◆ Exercise requirements
Could you return every line of the records below that contains the word "SessionTimings"?

Data records Block Start

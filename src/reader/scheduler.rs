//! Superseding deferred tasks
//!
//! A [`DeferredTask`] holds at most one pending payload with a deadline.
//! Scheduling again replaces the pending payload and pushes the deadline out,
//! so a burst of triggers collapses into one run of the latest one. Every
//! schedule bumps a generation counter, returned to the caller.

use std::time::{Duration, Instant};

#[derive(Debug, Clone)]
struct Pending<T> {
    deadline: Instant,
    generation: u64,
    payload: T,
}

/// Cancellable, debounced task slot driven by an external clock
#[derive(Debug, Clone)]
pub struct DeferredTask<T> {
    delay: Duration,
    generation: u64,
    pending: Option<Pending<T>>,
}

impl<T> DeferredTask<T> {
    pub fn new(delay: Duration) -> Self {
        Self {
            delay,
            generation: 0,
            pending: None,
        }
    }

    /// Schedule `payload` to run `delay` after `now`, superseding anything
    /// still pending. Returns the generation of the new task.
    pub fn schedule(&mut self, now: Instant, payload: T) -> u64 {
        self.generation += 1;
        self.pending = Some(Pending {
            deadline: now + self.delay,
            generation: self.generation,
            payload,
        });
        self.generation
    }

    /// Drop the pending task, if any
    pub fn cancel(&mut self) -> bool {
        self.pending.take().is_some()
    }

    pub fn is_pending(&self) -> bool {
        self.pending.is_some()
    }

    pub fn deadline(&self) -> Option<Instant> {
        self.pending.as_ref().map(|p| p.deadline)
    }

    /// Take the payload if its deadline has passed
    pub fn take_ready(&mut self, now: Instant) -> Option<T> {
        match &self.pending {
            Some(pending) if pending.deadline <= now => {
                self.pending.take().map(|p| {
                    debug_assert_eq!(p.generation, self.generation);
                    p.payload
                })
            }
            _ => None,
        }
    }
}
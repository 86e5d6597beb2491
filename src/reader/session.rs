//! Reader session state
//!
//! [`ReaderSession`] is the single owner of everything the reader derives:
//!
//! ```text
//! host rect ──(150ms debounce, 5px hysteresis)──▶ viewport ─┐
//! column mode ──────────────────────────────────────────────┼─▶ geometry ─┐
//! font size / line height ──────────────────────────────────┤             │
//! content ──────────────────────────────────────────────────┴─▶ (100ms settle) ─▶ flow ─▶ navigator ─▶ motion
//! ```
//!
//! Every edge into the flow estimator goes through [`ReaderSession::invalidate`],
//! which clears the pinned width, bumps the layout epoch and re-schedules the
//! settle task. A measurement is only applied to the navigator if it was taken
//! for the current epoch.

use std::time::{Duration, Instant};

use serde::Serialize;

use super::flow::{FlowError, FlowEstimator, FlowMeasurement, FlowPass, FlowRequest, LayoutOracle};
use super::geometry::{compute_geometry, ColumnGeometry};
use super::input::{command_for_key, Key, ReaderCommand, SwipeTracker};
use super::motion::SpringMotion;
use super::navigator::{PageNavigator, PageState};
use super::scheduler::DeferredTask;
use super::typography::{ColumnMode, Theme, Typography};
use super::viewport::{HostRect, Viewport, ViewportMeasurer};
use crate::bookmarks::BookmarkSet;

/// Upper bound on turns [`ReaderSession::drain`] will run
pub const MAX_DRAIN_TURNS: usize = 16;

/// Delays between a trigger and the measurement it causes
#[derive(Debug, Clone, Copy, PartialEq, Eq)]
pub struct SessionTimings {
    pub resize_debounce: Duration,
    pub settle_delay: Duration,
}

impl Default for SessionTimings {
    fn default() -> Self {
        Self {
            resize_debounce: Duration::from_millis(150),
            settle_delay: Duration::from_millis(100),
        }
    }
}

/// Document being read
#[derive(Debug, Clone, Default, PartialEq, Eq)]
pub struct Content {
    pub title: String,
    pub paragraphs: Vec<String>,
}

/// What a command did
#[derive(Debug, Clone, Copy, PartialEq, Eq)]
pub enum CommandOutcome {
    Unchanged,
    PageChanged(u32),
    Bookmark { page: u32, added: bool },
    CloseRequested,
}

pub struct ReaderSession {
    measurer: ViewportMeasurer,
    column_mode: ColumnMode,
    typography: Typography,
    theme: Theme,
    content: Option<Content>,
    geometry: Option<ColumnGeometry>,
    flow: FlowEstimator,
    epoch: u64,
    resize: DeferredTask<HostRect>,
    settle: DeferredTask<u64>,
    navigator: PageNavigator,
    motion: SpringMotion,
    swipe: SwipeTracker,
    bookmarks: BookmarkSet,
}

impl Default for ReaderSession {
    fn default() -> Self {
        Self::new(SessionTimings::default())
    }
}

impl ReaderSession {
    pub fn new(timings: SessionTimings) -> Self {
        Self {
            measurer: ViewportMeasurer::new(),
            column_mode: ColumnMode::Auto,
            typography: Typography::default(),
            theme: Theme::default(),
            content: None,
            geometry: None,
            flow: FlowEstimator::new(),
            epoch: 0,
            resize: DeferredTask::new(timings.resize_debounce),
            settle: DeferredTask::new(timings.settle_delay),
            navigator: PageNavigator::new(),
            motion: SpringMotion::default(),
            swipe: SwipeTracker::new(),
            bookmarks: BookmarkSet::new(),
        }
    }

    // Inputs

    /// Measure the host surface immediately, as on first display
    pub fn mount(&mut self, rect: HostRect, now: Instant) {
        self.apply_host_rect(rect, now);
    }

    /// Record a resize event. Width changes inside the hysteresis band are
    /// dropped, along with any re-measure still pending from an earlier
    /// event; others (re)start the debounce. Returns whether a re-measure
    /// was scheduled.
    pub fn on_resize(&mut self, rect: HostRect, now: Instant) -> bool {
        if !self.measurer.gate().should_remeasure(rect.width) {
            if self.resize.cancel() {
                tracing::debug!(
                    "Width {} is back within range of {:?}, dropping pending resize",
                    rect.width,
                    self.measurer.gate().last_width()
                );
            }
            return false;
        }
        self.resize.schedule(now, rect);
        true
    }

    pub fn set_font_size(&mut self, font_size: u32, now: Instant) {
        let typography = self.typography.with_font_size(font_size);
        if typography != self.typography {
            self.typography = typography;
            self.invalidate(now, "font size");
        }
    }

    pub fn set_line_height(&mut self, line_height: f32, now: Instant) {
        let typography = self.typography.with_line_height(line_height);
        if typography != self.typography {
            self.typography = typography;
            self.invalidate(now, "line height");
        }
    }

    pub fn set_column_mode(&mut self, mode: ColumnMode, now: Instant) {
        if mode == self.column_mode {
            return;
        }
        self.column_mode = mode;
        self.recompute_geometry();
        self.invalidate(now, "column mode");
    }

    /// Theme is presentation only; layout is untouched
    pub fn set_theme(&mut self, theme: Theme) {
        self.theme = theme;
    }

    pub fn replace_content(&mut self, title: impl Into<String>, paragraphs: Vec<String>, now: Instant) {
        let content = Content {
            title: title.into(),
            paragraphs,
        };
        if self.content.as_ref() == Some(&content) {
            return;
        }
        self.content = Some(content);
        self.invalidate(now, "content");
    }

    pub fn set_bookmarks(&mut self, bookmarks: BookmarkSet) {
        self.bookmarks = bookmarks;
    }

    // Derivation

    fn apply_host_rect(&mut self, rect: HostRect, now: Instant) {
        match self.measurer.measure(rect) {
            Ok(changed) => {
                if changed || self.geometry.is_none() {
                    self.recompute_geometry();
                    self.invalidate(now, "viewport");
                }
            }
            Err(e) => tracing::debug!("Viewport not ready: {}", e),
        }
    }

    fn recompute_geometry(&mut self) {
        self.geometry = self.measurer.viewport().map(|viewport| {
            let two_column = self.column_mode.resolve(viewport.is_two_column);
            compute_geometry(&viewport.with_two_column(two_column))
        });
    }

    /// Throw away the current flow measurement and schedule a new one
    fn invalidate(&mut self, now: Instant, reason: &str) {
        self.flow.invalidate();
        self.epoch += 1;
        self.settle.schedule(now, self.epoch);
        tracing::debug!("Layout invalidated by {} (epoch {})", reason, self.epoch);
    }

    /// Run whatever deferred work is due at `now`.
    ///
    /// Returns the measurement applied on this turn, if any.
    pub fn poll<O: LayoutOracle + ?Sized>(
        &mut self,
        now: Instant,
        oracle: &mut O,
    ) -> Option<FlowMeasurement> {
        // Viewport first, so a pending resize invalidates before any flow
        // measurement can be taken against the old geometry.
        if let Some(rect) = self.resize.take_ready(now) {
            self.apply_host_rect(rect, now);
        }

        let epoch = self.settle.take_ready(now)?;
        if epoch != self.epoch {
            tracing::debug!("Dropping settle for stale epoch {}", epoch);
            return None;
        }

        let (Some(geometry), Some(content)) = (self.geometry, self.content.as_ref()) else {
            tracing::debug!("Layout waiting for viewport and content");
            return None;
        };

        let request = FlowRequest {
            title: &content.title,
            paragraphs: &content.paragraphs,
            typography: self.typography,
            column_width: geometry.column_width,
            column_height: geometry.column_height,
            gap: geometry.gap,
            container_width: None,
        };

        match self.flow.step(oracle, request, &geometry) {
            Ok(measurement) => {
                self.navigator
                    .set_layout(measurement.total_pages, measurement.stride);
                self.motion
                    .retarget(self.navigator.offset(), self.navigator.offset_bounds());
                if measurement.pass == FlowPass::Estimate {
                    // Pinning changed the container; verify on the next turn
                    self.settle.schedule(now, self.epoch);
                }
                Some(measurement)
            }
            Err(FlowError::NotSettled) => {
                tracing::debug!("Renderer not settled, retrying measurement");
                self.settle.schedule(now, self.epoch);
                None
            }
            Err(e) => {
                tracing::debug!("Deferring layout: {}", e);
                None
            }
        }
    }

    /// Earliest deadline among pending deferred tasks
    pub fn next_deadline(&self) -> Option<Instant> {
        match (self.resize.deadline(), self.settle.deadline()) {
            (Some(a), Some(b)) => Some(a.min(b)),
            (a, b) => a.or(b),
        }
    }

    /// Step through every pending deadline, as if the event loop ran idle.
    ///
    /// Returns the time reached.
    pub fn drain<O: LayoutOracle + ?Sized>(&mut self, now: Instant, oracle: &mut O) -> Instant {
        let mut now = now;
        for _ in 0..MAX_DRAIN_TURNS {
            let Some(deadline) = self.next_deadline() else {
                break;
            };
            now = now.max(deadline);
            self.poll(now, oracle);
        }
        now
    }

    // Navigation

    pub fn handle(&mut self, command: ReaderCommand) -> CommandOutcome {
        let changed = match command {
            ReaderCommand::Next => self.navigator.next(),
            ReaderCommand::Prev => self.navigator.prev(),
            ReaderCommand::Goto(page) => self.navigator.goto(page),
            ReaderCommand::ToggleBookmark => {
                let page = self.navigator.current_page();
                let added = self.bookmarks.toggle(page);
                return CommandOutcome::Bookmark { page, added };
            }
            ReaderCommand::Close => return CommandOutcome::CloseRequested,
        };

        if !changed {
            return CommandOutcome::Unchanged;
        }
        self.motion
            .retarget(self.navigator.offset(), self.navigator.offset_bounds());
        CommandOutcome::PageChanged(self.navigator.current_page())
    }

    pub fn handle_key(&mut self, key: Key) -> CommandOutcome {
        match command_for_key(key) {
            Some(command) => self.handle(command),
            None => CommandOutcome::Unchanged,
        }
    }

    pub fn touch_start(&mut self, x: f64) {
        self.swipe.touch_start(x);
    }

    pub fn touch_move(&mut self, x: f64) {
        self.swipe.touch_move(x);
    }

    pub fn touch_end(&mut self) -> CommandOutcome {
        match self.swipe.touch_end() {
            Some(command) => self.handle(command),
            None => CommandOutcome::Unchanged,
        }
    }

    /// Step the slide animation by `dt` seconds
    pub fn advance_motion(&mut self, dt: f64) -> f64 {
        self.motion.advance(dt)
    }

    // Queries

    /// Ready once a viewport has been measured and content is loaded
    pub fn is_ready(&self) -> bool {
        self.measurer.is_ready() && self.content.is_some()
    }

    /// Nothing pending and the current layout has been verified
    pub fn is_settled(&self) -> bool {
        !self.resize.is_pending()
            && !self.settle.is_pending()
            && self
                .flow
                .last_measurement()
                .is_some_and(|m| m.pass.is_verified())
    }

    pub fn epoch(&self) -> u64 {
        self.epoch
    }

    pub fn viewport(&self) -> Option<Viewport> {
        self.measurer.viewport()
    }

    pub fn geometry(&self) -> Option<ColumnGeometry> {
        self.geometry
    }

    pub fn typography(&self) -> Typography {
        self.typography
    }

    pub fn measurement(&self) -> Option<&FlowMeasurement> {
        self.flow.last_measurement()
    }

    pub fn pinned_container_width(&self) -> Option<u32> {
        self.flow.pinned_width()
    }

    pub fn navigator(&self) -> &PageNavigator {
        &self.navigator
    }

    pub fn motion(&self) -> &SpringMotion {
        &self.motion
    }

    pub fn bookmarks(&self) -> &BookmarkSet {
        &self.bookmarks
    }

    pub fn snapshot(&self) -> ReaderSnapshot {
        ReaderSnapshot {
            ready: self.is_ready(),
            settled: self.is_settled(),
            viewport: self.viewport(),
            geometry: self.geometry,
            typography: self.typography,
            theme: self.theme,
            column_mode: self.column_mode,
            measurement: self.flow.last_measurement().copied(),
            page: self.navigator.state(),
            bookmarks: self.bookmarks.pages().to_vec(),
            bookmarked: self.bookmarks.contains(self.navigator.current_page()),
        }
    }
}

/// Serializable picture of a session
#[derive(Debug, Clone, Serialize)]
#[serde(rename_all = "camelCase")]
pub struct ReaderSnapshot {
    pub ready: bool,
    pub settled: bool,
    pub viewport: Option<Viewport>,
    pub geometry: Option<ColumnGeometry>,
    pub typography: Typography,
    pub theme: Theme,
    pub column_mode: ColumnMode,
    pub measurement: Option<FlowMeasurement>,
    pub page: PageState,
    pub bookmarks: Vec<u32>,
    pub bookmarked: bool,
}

Data records Block End

◆ Solution to this task
pub struct SessionTimings {
impl Default for SessionTimings {
        Self::new(SessionTimings::default())
    pub fn new(timings: SessionTimings) -> Self {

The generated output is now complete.